(Exercise aim)
Word for word, restate the entries below from their first line through the line that contains "all HTTP routes.".

Saved data entries:
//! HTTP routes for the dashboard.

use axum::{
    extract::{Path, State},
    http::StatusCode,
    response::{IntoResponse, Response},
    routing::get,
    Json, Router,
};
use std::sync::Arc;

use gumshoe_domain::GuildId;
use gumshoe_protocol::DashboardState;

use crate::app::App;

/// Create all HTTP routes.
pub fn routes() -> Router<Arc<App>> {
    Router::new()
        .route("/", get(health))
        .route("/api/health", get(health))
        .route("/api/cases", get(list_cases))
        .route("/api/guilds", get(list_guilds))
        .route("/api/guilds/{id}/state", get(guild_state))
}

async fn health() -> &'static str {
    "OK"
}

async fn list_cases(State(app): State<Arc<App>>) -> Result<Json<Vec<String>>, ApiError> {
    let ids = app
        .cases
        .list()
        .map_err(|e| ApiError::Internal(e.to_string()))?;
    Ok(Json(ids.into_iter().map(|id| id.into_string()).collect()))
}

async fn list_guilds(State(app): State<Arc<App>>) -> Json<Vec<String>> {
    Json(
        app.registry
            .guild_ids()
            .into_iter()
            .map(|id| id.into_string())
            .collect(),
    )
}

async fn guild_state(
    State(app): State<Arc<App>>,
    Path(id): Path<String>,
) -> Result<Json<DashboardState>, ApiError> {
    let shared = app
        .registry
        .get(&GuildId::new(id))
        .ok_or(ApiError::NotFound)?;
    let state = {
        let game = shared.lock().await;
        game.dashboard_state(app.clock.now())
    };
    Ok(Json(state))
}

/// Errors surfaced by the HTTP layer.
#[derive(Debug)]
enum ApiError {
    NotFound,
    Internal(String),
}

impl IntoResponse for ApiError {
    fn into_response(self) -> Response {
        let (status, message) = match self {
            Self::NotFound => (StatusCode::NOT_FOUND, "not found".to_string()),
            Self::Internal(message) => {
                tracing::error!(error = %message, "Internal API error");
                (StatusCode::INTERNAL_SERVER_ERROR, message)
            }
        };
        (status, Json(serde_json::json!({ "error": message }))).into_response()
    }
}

(Written answer)
//! HTTP routes for the dashboard.

use axum::{
    extract::{Path, State},
    http::StatusCode,
    response::{IntoResponse, Response},
    routing::get,
    Json, Router,
};
use std::sync::Arc;

use gumshoe_domain::GuildId;
use gumshoe_protocol::DashboardState;

use crate::app::App;

/// Create all HTTP routes.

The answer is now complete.